• Prompt: Retype the data exactly, so that every line matches the original.

• Material to process:
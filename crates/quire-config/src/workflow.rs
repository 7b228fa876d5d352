use std::path::Path;

use serde::{Deserialize, Serialize};

use crate::error::ConfigError;
use crate::stage::StageDef;

#[derive(Debug, Clone, PartialEq, Serialize, Deserialize)]
pub struct WorkflowDef {
  pub name: String,
  #[serde(default, skip_serializing_if = "Option::is_none")]
  pub description: Option<String>,
  pub stages: Vec<StageDef>,
}

impl WorkflowDef {
  pub fn from_json(json: &str) -> Result<Self, ConfigError> {
    Ok(serde_json::from_str(json)?)
  }

  /// Load a definition from a JSON file.
  pub fn from_file(path: impl AsRef<Path>) -> Result<Self, ConfigError> {
    let path = path.as_ref();
    let json = std::fs::read_to_string(path).map_err(|source| ConfigError::Io {
      path: path.to_path_buf(),
      source,
    })?;
    Self::from_json(&json)
  }

  pub fn to_json_pretty(&self) -> Result<String, ConfigError> {
    Ok(serde_json::to_string_pretty(self)?)
  }

  /// Every step name, in stage order.
  pub fn step_names(&self) -> Vec<&str> {
    self.stages.iter().flat_map(|s| s.step_names()).collect()
  }
}

#[cfg(test)]
mod tests {
  use super::*;
  use crate::stage::{ItemsDef, MemberDef};
  use quire_artifact::ArtifactFormat;

  const DEMO: &str = r#"{
    "name": "demo",
    "stages": [
      { "type": "batch", "name": "summaries", "worker": "Summarizer",
        "items": { "source": "documents" } },
      { "type": "group", "name": "analysis", "steps": [
        { "type": "step", "name": "related", "worker": "Related", "from": "summaries" },
        { "type": "batch", "name": "critiques", "worker": "Critic",
          "items": { "source": "artifact", "name": "summaries" } }
      ] },
      { "type": "step", "name": "paper", "worker": "Writer",
        "inputs": { "related_work": "related", "critiques": "critiques" },
        "format": "markdown" }
    ]
  }"#;

  #[test]
  fn test_parse_workflow() {
    let def = WorkflowDef::from_json(DEMO).unwrap();

    assert_eq!(def.name, "demo");
    assert_eq!(def.stages.len(), 3);
    assert_eq!(
      def.step_names(),
      vec!["summaries", "related", "critiques", "paper"]
    );

    let StageDef::Batch(batch) = &def.stages[0] else {
      panic!("expected batch stage");
    };
    assert_eq!(batch.items, ItemsDef::Documents);
    assert_eq!(batch.format, ArtifactFormat::Json);

    let StageDef::Group(group) = &def.stages[1] else {
      panic!("expected group stage");
    };
    assert!(matches!(
      &group.steps[1],
      MemberDef::Batch(b) if b.items == ItemsDef::Artifact { name: "summaries".to_string() }
    ));

    let StageDef::Step(paper) = &def.stages[2] else {
      panic!("expected step stage");
    };
    assert_eq!(paper.format, ArtifactFormat::Markdown);
    assert_eq!(paper.inputs.get("related_work").map(String::as_str), Some("related"));
    assert_eq!(
      paper.inputs.keys().map(String::as_str).collect::<Vec<_>>(),
      vec!["related_work", "critiques"]
    );
    assert!(paper.from.is_none());
  }

  #[test]
  fn test_serialization_roundtrip() {
    let def = WorkflowDef::from_json(DEMO).unwrap();
    let json = def.to_json_pretty().unwrap();
    assert_eq!(WorkflowDef::from_json(&json).unwrap(), def);
  }

  #[test]
  fn test_unknown_stage_type_rejected() {
    let json = r#"{"name": "x", "stages": [{"type": "loop", "name": "l"}]}"#;
    assert!(matches!(
      WorkflowDef::from_json(json),
      Err(ConfigError::Parse(_))
    ));
  }

  #[test]
  fn test_from_file() {
    let dir = tempfile::tempdir().unwrap();
    let path = dir.path().join("workflow.json");
    std::fs::write(&path, DEMO).unwrap();

    let def = WorkflowDef::from_file(&path).unwrap();
    assert_eq!(def.name, "demo");

    let missing = WorkflowDef::from_file(dir.path().join("missing.json"));
    assert!(matches!(missing, Err(ConfigError::Io { .. })));
  }
}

• Answer box:
filename crates/quire-config/src/workflow.rs
repository 7b228fa876d5d352
use std::path::Path;

use serde::{Deserialize, Serialize};

use crate::error::ConfigError;
use crate::stage::StageDef;

#[derive(Debug, Clone, PartialEq, Serialize, Deserialize)]
pub struct WorkflowDef {
  pub name: String,
  #[serde(default, skip_serializing_if = "Option::is_none")]
  pub description: Option<String>,
  pub stages: Vec<StageDef>,
}

impl WorkflowDef {
  pub fn from_json(json: &str) -> Result<Self, ConfigError> {
    Ok(serde_json::from_str(json)?)
  }

  /// Load a definition from a JSON file.
  pub fn from_file(path: impl AsRef<Path>) -> Result<Self, ConfigError> {
    let path = path.as_ref();
    let json = std::fs::read_to_string(path).map_err(|source| ConfigError::Io {
      path: path.to_path_buf(),
      source,
    })?;
    Self::from_json(&json)
  }

  pub fn to_json_pretty(&self) -> Result<String, ConfigError> {
    Ok(serde_json::to_string_pretty(self)?)
  }

  /// Every step name, in stage order.
  pub fn step_names(&self) -> Vec<&str> {
    self.stages.iter().flat_map(|s| s.step_names()).collect()
  }
}

#[cfg(test)]
mod tests {
  use super::*;
  use crate::stage::{ItemsDef, MemberDef};
  use quire_artifact::ArtifactFormat;

  const DEMO: &str = r#"{
    "name": "demo",
    "stages": [
      { "type": "batch", "name": "summaries", "worker": "Summarizer",
        "items": { "source": "documents" } },
      { "type": "group", "name": "analysis", "steps": [
        { "type": "step", "name": "related", "worker": "Related", "from": "summaries" },
        { "type": "batch", "name": "critiques", "worker": "Critic",
          "items": { "source": "artifact", "name": "summaries" } }
      ] },
      { "type": "step", "name": "paper", "worker": "Writer",
        "inputs": { "related_work": "related", "critiques": "critiques" },
        "format": "markdown" }
    ]
  }"#;

  #[test]
  fn test_parse_workflow() {
    let def = WorkflowDef::from_json(DEMO).unwrap();

    assert_eq!(def.name, "demo");
    assert_eq!(def.stages.len(), 3);
    assert_eq!(
      def.step_names(),
      vec!["summaries", "related", "critiques", "paper"]
    );

    let StageDef::Batch(batch) = &def.stages[0] else {
      panic!("expected batch stage");
    };
    assert_eq!(batch.items, ItemsDef::Documents);
    assert_eq!(batch.format, ArtifactFormat::Json);

    let StageDef::Group(group) = &def.stages[1] else {
      panic!("expected group stage");
    };
    assert!(matches!(
      &group.steps[1],
      MemberDef::Batch(b) if b.items == ItemsDef::Artifact { name: "summaries".to_string() }
    ));

    let StageDef::Step(paper) = &def.stages[2] else {
      panic!("expected step stage");
    };
    assert_eq!(paper.format, ArtifactFormat::Markdown);
    assert_eq!(paper.inputs.get("related_work").map(String::as_str), Some("related"));
    assert_eq!(
      paper.inputs.keys().map(String::as_str).collect::<Vec<_>>(),
      vec!["related_work", "critiques"]
    );
    assert!(paper.from.is_none());
  }

  #[test]
  fn test_serialization_roundtrip() {
    let def = WorkflowDef::from_json(DEMO).unwrap();
    let json = def.to_json_pretty().unwrap();
    assert_eq!(WorkflowDef::from_json(&json).unwrap(), def);
  }

  #[test]
  fn test_unknown_stage_type_rejected() {
    let json = r#"{"name": "x", "stages": [{"type": "loop", "name": "l"}]}"#;
    assert!(matches!(
      WorkflowDef::from_json(json),
      Err(ConfigError::Parse(_))
    ));
  }

  #[test]
  fn test_from_file() {
    let dir = tempfile::tempdir().unwrap();
    let path = dir.path().join("workflow.json");
    std::fs::write(&path, DEMO).unwrap();

    let def = WorkflowDef::from_file(&path).unwrap();
    assert_eq!(def.name, "demo");

    let missing = WorkflowDef::from_file(dir.path().join("missing.json"));
    assert!(matches!(missing, Err(ConfigError::Io { .. })));
  }
}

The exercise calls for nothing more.